*WHAT IS EXPECTED*
Beneath this task are records; count how many lines include the string "derive" and answer with that number alone.

[DATA TO EXAMINE]

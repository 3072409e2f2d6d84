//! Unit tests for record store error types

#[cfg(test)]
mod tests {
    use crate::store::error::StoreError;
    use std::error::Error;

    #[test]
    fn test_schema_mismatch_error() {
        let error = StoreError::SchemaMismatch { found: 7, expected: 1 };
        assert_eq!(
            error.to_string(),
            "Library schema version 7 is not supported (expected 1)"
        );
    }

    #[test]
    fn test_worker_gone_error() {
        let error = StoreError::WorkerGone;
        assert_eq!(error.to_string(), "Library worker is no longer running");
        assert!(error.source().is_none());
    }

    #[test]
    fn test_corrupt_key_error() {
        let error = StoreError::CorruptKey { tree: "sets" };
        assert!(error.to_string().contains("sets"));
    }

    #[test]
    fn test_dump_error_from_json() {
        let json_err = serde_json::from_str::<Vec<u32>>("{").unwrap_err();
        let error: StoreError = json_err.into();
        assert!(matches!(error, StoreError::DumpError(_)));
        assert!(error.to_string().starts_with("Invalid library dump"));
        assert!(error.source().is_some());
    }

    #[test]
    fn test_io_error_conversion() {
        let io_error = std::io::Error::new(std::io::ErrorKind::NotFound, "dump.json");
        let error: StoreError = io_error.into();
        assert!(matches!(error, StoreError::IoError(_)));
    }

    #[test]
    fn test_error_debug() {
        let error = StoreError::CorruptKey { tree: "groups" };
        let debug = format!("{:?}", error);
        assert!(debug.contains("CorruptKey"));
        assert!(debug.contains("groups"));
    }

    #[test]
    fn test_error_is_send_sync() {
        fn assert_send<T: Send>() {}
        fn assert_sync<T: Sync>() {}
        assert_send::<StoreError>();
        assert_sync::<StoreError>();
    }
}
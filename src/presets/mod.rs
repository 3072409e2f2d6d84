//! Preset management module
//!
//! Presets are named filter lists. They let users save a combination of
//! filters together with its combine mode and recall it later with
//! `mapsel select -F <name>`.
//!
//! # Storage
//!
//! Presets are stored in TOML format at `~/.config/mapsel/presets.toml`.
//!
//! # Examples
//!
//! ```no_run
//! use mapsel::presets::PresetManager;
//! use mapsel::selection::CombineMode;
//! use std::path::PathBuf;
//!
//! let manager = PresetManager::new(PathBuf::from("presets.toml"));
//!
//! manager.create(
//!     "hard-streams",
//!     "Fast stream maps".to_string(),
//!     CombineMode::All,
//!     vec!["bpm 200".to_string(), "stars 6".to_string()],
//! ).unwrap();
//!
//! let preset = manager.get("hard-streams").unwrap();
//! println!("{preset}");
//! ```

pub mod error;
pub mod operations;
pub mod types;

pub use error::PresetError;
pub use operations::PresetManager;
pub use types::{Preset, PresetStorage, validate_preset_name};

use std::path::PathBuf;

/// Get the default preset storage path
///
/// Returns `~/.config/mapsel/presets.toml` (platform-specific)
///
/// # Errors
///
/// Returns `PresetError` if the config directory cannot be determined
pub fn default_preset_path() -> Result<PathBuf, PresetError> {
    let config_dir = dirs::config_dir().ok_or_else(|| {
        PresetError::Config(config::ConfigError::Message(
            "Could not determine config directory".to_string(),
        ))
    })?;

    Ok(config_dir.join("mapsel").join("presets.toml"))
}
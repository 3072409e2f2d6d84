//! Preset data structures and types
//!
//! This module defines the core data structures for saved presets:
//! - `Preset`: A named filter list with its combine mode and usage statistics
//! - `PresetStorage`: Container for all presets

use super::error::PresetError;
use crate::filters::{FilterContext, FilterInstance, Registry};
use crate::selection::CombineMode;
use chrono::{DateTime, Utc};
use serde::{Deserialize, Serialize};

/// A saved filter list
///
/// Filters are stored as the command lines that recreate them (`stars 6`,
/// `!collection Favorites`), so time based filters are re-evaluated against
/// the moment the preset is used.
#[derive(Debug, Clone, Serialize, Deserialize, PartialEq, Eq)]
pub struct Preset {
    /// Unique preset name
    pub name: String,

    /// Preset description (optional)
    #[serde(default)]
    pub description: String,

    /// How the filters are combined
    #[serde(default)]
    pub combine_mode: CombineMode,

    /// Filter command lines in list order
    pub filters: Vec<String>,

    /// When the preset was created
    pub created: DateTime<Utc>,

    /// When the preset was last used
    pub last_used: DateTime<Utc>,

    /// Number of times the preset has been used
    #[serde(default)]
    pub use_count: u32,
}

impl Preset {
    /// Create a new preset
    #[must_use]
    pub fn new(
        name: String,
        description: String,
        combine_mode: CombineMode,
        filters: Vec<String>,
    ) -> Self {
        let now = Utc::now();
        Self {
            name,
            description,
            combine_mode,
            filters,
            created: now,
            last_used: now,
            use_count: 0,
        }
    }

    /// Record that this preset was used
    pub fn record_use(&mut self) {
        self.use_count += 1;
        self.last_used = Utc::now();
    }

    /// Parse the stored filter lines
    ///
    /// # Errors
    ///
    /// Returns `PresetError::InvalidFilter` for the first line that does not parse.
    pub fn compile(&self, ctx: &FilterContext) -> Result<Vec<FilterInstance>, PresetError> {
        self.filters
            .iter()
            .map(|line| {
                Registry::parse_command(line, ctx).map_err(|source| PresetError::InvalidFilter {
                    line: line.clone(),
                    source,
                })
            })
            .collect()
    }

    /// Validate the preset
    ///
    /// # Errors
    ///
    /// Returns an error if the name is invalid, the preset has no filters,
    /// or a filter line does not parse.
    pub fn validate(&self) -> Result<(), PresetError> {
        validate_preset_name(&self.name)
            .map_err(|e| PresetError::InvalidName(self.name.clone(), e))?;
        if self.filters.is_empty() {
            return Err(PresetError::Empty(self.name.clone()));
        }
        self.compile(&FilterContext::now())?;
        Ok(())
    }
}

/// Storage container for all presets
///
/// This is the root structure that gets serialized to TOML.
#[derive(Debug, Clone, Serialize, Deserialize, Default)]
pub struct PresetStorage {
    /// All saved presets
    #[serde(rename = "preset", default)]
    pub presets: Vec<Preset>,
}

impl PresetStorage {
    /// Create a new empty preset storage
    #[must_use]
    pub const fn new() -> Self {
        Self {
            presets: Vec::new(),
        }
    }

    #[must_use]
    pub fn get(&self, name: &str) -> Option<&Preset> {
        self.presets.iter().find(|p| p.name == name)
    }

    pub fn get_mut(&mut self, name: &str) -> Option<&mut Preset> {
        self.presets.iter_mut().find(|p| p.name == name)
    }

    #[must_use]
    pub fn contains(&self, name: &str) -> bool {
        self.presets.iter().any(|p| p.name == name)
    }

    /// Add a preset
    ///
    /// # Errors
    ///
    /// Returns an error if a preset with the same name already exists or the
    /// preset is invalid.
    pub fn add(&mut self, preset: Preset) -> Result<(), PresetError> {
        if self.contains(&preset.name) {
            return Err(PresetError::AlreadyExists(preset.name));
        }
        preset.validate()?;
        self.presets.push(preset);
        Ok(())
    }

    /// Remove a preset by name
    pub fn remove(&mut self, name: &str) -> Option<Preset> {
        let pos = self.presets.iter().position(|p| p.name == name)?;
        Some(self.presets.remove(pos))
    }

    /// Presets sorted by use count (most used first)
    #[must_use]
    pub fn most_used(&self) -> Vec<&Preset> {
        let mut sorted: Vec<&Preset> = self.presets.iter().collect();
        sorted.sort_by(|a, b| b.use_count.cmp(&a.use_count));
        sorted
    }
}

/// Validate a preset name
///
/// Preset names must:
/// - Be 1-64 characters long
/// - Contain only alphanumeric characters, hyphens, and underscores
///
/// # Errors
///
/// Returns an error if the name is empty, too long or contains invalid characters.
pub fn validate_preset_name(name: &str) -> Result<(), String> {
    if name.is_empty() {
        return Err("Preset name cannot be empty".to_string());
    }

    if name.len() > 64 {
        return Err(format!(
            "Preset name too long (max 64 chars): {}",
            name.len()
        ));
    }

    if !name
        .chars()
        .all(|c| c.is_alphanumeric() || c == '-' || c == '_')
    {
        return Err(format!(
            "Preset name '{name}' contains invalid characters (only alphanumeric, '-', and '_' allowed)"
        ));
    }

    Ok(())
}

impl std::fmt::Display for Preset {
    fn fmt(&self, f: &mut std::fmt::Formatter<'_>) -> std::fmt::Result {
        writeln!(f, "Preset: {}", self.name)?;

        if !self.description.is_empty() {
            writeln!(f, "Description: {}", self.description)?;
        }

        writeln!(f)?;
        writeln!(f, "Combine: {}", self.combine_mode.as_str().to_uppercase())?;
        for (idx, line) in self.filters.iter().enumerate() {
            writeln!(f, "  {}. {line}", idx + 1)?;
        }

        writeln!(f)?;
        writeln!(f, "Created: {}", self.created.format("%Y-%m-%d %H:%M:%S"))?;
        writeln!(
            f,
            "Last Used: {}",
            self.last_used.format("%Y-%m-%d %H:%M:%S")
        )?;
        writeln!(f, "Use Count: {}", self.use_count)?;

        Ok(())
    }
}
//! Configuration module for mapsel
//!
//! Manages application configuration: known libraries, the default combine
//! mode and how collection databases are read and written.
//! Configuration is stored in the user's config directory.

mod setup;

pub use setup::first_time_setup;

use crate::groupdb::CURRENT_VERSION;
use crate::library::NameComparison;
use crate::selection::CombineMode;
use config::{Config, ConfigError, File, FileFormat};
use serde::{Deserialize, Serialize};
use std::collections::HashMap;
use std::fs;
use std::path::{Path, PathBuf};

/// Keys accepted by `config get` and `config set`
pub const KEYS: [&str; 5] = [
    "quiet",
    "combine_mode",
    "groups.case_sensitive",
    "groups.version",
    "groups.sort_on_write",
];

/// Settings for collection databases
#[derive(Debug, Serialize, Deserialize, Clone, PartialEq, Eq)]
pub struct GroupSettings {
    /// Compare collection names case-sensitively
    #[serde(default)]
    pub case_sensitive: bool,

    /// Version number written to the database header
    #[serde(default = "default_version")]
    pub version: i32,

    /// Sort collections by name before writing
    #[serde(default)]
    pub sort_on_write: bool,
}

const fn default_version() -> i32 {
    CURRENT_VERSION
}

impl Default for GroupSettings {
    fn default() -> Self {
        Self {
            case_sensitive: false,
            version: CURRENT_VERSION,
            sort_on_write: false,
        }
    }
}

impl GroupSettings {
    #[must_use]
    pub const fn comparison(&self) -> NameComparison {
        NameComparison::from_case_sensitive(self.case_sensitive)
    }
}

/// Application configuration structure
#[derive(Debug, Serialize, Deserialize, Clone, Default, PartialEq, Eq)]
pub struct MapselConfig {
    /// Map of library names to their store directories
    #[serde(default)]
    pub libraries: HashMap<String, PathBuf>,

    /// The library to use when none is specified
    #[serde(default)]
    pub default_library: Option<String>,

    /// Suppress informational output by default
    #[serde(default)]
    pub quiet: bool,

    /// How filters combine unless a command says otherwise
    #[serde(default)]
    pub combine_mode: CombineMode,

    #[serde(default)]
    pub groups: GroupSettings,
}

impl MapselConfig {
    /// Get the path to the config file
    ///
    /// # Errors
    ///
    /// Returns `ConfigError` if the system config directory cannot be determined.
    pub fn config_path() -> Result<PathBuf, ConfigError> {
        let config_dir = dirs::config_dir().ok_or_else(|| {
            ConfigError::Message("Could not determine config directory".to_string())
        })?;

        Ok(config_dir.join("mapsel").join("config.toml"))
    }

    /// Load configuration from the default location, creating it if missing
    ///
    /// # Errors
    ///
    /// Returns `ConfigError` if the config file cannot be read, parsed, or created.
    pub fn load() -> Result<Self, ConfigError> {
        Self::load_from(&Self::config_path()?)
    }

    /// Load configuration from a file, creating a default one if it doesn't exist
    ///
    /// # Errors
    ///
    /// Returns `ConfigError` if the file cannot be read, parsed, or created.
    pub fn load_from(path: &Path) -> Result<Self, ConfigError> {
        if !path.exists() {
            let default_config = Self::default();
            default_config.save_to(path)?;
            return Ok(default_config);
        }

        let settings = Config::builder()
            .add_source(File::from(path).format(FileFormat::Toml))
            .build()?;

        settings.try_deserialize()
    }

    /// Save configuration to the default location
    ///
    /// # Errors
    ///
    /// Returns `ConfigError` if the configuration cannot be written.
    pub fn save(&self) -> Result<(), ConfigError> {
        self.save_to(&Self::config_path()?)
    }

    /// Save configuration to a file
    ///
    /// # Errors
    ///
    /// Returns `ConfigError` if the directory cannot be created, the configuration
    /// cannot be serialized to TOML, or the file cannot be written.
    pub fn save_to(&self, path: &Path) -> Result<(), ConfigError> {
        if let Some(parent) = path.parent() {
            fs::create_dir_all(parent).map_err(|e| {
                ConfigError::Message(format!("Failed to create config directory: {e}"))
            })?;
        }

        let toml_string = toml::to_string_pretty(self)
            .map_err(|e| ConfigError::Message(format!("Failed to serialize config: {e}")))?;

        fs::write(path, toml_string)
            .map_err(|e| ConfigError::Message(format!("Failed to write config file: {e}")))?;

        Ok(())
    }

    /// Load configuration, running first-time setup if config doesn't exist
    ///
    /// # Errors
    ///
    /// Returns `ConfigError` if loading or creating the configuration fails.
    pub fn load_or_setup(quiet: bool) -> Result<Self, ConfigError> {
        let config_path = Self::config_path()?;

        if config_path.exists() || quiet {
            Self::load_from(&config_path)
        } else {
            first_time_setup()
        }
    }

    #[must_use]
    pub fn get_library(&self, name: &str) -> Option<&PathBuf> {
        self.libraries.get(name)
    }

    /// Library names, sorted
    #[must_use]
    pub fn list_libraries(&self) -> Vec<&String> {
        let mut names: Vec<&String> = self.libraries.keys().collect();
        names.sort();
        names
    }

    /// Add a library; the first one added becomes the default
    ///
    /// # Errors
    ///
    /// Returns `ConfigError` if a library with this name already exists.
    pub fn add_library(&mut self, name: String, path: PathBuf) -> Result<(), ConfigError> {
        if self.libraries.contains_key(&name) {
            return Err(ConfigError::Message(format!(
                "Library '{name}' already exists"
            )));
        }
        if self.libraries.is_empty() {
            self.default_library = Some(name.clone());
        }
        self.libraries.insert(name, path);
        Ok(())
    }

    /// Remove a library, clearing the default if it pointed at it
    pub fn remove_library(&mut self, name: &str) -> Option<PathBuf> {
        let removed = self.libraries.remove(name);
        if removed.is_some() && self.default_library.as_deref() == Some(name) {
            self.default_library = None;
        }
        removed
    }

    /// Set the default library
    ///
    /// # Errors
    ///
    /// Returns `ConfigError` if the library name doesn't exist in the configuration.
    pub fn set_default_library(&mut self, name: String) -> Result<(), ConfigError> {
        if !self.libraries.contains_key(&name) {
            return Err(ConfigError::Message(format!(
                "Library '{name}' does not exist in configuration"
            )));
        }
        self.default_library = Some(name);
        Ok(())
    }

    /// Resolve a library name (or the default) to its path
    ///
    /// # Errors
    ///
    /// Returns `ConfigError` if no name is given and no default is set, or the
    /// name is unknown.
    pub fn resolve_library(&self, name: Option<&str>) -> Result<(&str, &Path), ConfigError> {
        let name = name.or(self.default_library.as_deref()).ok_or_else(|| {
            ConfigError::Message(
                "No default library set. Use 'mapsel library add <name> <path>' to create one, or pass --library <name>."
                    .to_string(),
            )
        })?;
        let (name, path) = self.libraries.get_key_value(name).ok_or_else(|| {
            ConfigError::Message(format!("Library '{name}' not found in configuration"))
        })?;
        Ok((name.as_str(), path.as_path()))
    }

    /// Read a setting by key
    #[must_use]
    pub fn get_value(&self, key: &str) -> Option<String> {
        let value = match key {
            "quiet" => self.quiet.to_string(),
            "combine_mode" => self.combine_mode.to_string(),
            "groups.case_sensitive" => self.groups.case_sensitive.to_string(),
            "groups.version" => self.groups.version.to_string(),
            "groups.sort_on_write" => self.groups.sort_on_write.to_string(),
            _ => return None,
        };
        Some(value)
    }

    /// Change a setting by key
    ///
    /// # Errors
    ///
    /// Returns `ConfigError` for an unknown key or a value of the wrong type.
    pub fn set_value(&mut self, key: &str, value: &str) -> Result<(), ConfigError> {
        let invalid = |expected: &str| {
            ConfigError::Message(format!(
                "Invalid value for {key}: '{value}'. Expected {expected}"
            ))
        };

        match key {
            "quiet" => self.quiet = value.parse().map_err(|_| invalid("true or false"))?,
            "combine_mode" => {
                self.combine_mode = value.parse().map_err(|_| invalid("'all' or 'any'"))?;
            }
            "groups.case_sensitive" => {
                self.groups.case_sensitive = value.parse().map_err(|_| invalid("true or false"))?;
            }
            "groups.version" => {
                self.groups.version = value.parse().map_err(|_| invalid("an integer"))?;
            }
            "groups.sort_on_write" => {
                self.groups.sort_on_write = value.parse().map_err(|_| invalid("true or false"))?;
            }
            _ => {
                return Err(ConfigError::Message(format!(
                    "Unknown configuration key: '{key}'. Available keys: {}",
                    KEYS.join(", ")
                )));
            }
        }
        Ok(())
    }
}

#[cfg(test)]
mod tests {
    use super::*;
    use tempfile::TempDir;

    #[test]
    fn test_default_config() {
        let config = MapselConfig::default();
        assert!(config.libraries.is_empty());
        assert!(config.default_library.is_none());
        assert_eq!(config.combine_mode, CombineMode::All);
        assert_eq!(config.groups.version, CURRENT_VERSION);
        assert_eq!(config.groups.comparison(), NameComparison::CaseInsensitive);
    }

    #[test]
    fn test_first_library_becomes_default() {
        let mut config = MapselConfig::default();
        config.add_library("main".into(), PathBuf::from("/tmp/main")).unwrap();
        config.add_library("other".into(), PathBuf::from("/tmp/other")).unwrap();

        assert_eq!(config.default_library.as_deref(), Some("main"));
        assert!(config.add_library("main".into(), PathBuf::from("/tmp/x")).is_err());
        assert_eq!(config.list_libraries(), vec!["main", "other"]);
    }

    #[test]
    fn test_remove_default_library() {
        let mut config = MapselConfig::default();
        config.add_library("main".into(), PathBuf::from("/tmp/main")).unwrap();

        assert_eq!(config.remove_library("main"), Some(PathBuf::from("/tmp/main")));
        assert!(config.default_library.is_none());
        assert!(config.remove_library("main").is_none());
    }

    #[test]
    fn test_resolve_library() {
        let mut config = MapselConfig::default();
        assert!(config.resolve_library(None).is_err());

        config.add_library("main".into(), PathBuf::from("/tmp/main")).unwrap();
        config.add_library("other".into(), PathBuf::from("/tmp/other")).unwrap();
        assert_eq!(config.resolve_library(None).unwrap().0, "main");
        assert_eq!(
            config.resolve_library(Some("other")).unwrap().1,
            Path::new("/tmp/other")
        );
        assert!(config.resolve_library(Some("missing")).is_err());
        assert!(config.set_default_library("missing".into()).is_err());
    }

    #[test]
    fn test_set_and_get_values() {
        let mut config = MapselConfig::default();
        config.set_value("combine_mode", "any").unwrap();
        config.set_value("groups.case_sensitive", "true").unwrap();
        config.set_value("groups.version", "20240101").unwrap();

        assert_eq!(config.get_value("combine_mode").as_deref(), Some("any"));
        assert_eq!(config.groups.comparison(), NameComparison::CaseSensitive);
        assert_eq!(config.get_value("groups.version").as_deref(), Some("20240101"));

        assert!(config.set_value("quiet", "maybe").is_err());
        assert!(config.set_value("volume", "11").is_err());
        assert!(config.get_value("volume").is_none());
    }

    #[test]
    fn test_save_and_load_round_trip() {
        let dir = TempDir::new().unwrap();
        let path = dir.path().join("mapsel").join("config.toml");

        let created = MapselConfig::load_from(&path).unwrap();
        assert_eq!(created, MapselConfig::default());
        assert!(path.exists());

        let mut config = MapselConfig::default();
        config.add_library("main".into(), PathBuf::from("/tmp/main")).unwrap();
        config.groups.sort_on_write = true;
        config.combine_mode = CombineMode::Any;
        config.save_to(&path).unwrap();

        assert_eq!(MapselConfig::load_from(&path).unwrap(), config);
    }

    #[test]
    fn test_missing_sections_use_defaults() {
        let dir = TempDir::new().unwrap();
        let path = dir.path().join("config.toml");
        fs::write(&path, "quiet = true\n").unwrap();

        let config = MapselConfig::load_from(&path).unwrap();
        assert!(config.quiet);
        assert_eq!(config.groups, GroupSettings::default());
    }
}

[/DATA TO EXAMINE]

*EXPECTED ANSWER*
4